What you will do » Please copy each line in the records below that contains the string "RowProblem".
====== Provided information ======
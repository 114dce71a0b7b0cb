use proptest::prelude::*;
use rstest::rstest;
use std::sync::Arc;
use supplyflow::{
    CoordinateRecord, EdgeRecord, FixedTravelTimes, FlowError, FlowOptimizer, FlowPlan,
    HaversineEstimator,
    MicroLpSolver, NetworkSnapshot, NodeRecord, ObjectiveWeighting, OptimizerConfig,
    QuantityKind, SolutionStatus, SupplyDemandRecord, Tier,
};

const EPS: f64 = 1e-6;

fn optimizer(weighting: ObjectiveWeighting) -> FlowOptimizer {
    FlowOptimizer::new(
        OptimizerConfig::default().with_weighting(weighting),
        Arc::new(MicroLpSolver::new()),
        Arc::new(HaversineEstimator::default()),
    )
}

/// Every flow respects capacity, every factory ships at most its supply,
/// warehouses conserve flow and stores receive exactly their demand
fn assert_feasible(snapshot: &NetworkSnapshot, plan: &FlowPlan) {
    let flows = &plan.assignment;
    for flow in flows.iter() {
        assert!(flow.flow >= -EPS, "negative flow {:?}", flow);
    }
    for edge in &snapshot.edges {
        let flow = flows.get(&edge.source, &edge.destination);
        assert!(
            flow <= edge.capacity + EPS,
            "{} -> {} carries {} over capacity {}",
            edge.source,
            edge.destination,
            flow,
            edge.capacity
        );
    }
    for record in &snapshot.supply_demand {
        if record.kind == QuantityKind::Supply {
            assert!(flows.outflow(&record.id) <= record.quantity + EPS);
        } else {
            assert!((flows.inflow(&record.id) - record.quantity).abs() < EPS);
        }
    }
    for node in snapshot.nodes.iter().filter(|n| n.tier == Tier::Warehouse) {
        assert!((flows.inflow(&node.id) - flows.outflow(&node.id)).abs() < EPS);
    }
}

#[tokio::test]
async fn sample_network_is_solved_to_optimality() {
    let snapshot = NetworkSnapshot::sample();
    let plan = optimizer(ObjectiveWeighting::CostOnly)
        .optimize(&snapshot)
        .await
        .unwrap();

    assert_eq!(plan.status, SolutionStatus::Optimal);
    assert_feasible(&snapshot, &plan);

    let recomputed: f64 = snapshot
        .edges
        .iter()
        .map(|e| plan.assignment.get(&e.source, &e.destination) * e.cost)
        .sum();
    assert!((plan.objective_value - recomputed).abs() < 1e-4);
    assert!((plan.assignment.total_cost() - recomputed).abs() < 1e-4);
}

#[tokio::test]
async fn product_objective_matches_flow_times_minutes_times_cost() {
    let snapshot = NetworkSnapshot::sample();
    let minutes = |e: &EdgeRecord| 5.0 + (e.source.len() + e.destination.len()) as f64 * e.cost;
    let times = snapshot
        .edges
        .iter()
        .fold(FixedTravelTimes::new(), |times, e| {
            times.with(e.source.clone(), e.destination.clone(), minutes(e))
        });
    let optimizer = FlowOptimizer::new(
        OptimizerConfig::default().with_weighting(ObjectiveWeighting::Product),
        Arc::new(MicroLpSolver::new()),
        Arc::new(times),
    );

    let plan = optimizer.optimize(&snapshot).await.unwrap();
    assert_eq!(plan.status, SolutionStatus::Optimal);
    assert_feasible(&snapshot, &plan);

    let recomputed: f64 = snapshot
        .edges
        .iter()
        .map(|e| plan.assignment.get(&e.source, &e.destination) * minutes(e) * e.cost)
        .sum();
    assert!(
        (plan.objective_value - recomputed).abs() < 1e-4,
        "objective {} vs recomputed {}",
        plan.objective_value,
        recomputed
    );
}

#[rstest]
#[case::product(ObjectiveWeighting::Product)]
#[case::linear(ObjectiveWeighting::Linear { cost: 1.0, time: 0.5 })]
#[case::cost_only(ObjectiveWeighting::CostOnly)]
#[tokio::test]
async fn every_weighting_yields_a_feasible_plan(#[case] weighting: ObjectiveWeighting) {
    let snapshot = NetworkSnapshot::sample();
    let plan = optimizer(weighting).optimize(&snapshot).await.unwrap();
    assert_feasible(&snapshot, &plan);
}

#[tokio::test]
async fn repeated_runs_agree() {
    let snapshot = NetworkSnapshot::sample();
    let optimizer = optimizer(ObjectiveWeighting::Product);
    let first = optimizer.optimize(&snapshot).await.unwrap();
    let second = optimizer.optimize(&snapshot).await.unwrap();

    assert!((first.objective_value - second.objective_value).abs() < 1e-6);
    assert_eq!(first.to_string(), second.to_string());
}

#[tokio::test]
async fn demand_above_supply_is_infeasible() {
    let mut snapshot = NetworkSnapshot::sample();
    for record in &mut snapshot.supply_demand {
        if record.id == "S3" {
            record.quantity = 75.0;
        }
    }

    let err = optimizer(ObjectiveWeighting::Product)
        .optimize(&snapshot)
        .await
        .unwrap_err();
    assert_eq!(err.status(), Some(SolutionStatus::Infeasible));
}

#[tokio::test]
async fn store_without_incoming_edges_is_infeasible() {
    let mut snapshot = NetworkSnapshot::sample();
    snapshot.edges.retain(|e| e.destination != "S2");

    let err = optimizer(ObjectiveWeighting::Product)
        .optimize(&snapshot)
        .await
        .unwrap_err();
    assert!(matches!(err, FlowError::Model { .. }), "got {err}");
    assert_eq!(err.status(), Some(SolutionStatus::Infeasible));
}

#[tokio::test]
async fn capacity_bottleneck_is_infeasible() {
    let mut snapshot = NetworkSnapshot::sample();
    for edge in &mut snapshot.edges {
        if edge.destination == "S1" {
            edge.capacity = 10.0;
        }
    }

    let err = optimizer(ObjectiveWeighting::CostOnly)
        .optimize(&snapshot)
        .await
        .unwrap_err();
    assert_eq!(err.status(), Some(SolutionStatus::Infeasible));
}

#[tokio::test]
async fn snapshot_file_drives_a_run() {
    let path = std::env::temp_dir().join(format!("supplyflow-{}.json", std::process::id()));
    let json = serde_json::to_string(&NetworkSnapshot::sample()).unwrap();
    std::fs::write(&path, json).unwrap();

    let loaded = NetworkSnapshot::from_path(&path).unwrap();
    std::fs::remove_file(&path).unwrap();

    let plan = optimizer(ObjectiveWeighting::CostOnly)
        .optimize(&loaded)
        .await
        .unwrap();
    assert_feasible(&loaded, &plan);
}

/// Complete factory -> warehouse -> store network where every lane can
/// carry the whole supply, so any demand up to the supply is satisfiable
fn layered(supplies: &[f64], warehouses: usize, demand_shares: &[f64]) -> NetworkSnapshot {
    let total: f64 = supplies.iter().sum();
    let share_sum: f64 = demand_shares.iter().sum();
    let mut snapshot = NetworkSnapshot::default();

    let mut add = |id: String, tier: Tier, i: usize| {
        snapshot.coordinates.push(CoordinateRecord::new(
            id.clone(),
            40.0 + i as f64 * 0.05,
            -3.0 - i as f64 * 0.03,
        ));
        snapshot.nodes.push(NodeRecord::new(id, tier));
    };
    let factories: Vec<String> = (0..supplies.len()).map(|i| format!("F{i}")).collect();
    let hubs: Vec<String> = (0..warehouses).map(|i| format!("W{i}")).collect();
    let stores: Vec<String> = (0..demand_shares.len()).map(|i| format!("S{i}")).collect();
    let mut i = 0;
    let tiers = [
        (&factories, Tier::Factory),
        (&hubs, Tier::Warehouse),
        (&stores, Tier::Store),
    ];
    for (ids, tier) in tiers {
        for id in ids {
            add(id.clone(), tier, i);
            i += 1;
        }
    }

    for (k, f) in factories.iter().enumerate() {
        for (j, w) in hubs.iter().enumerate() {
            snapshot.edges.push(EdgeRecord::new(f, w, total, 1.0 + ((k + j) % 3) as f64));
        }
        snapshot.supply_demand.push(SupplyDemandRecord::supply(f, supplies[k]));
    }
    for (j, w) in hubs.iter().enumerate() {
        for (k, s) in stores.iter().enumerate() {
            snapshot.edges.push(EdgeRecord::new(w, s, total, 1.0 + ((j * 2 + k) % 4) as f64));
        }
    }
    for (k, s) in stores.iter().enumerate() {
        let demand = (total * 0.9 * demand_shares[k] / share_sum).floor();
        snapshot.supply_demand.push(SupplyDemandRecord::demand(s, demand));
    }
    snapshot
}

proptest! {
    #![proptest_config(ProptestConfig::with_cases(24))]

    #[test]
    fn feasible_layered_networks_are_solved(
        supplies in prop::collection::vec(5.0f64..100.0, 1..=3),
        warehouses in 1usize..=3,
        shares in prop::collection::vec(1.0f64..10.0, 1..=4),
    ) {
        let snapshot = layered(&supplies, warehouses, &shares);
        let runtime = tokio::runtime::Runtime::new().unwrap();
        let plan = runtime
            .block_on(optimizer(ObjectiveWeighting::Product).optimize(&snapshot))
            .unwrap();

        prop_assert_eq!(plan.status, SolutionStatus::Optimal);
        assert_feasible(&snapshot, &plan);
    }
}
======
====== Provided information ======
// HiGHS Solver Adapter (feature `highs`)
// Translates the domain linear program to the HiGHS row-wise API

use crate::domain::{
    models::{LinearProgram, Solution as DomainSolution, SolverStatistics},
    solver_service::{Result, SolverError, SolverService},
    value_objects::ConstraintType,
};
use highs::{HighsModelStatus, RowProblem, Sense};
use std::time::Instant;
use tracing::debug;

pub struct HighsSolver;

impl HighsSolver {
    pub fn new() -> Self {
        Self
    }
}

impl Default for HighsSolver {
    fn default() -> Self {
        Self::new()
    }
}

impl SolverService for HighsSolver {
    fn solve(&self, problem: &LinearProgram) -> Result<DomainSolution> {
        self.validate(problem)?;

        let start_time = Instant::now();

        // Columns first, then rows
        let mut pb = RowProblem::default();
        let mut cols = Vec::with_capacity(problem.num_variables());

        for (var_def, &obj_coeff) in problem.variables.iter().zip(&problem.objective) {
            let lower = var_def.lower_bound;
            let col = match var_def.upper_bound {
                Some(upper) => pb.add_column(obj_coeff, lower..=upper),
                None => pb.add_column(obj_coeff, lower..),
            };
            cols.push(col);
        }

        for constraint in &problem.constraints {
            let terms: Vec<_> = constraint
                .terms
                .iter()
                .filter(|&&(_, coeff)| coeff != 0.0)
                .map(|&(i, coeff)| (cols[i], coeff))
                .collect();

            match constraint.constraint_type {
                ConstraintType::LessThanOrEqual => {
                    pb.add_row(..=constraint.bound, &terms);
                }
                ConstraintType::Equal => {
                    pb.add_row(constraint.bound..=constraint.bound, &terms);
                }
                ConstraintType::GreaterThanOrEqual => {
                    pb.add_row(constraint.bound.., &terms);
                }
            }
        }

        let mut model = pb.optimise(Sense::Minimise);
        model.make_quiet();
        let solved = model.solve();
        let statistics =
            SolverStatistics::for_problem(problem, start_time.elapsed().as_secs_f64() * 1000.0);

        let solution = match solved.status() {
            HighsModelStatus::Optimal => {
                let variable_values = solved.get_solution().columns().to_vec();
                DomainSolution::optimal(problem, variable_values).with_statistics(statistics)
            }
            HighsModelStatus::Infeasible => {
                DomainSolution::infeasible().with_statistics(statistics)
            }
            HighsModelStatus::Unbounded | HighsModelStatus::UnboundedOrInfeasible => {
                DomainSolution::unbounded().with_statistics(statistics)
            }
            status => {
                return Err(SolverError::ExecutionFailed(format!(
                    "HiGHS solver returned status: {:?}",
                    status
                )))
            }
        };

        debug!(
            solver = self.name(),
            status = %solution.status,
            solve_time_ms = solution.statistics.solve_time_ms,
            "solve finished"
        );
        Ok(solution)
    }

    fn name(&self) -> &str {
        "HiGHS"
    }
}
======
====== Provided information ======
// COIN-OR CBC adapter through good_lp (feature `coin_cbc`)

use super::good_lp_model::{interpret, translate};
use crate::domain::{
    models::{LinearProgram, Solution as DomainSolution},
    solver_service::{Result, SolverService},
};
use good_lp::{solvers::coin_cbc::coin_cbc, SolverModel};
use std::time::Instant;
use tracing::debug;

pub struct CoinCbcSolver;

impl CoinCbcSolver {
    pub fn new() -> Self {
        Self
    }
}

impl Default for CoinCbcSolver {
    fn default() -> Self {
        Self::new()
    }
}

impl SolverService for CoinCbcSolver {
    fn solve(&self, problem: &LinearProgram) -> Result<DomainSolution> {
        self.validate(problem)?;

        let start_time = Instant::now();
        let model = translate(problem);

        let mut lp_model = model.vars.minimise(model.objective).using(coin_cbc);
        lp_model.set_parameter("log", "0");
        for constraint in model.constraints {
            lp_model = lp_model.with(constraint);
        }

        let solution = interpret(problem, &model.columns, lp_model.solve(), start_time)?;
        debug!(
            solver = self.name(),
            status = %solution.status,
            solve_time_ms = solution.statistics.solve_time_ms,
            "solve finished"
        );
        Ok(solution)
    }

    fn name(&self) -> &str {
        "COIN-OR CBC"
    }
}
======
Solution to the exercise »
use highs::{HighsModelStatus, RowProblem, Sense};
        let mut pb = RowProblem::default();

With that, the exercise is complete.